(Dataset entries)
use std::time::Duration;

use async_trait::async_trait;
use governor::{DefaultDirectRateLimiter, Quota, RateLimiter};
use indexmap::IndexMap;
use nonzero_ext::nonzero;
use reqwest::{
    Client,
    header::{self, HeaderValue},
};
use secrecy::{ExposeSecret, SecretString};
use shared_utils::env::get_env_var;
use snafu::ResultExt;
use tracing::{debug, warn};

use crate::{
    models::{bar::Bar, bar_series::BarSeries, request_params::BarsRequestParams},
    providers::{
        ApiSnafu, ClientBuildSnafu, DataProvider, InvalidApiKeySnafu, MissingEnvVarSnafu,
        ProviderError, ProviderInitError, ReqwestSnafu, ValidationSnafu,
        alpaca_rest::{
            params::{construct_params, validate_timeframe},
            response::{AlpacaBar, AlpacaResponse},
        },
    },
};

const BASE_URL: &str = "https://data.alpaca.markets";
const BARS_PATH: &str = "/v2/stocks/bars";
const REQUEST_TIMEOUT: Duration = Duration::from_secs(30);

pub struct AlpacaProvider {
    client: Client,
    base_url: String,
    limiter: DefaultDirectRateLimiter,
    _api_key: SecretString,
    _secret_key: SecretString,
}

impl AlpacaProvider {
    /// Creates a new Alpaca provider.
    ///
    /// Reads API keys from the `APCA_API_KEY_ID` and `APCA_API_SECRET_KEY`
    /// environment variables.
    pub fn new() -> Result<Self, ProviderInitError> {
        let api_key = SecretString::new(get_env_var("APCA_API_KEY_ID").context(MissingEnvVarSnafu)?.into());
        let secret_key =
            SecretString::new(get_env_var("APCA_API_SECRET_KEY").context(MissingEnvVarSnafu)?.into());
        Self::with_credentials(api_key, secret_key)
    }

    /// Creates a provider from explicit credentials.
    pub fn with_credentials(api_key: SecretString, secret_key: SecretString) -> Result<Self, ProviderInitError> {
        let mut key_header = HeaderValue::from_str(api_key.expose_secret()).context(InvalidApiKeySnafu)?;
        key_header.set_sensitive(true);
        let mut secret_header = HeaderValue::from_str(secret_key.expose_secret()).context(InvalidApiKeySnafu)?;
        secret_header.set_sensitive(true);

        let mut headers = header::HeaderMap::new();
        headers.insert("apca-api-key-id", key_header);
        headers.insert("apca-api-secret-key", secret_header);

        let client = Client::builder()
            .default_headers(headers)
            .timeout(REQUEST_TIMEOUT)
            .build()
            .context(ClientBuildSnafu)?;

        Ok(Self {
            client,
            base_url: BASE_URL.to_string(),
            // free-plan allowance for the market data API
            limiter: RateLimiter::direct(Quota::per_minute(nonzero!(200u32))),
            _api_key: api_key,
            _secret_key: secret_key,
        })
    }

    /// Points the provider at another host, e.g. a paper or mock server.
    pub fn with_base_url(mut self, base_url: impl Into<String>) -> Self {
        self.base_url = base_url.into().trim_end_matches('/').to_string();
        self
    }

    fn bars_url(&self) -> String {
        format!("{}{}", self.base_url, BARS_PATH)
    }
}

#[async_trait]
impl DataProvider for AlpacaProvider {
    async fn fetch_bars(&self, params: BarsRequestParams) -> Result<Vec<BarSeries>, ProviderError> {
        validate_timeframe(&params.timeframe)?;
        if params.symbols.is_empty() {
            return ValidationSnafu {
                message: "at least one symbol is required",
            }
            .fail();
        }

        let url = self.bars_url();
        let mut all_bars: IndexMap<String, Vec<AlpacaBar>> = IndexMap::new();
        let mut next_page_token: Option<String> = None;
        let mut pages = 0usize;

        loop {
            let mut query_params = construct_params(&params);
            if let Some(token) = &next_page_token {
                query_params.push(("page_token".to_string(), token.clone()));
            }

            self.limiter.until_ready().await;
            let response = self
                .client
                .get(&url)
                .query(&query_params)
                .send()
                .await
                .context(ReqwestSnafu)?;

            let status = response.status();
            if !status.is_success() {
                let message = response
                    .text()
                    .await
                    .unwrap_or_else(|_| "Unknown API error".to_string());
                warn!("alpaca | {} returned {status}", BARS_PATH);
                return ApiSnafu {
                    status: status.as_u16(),
                    message,
                }
                .fail();
            }

            let page = response.json::<AlpacaResponse>().await.context(ReqwestSnafu)?;
            pages += 1;

            for (symbol, bars) in page.bars.unwrap_or_default() {
                all_bars.entry(symbol).or_default().extend(bars);
            }

            match page.next_page_token {
                Some(token) if !token.is_empty() => next_page_token = Some(token),
                _ => break,
            }
        }

        debug!(
            "alpaca | {} page(s), {} bar(s) for {:?}",
            pages,
            all_bars.values().map(Vec::len).sum::<usize>(),
            params.symbols
        );

        let result = all_bars
            .into_iter()
            .map(|(symbol, alpaca_bars)| {
                let bars: Vec<Bar> = alpaca_bars.into_iter().map(Bar::from).collect();
                BarSeries::new(symbol, params.timeframe, bars)
            })
            .collect();

        Ok(result)
    }
}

**Problem to solve**:
The range runs from the line above containing "pub fn with_base_url(mut" to the line containing "least one symbol", inclusive. Restate those lines word for word and no others.

**Task result**:
    pub fn with_base_url(mut self, base_url: impl Into<String>) -> Self {
        self.base_url = base_url.into().trim_end_matches('/').to_string();
        self
    }

    fn bars_url(&self) -> String {
        format!("{}{}", self.base_url, BARS_PATH)
    }
}

#[async_trait]
impl DataProvider for AlpacaProvider {
    async fn fetch_bars(&self, params: BarsRequestParams) -> Result<Vec<BarSeries>, ProviderError> {
        validate_timeframe(&params.timeframe)?;
        if params.symbols.is_empty() {
            return ValidationSnafu {
                message: "at least one symbol is required",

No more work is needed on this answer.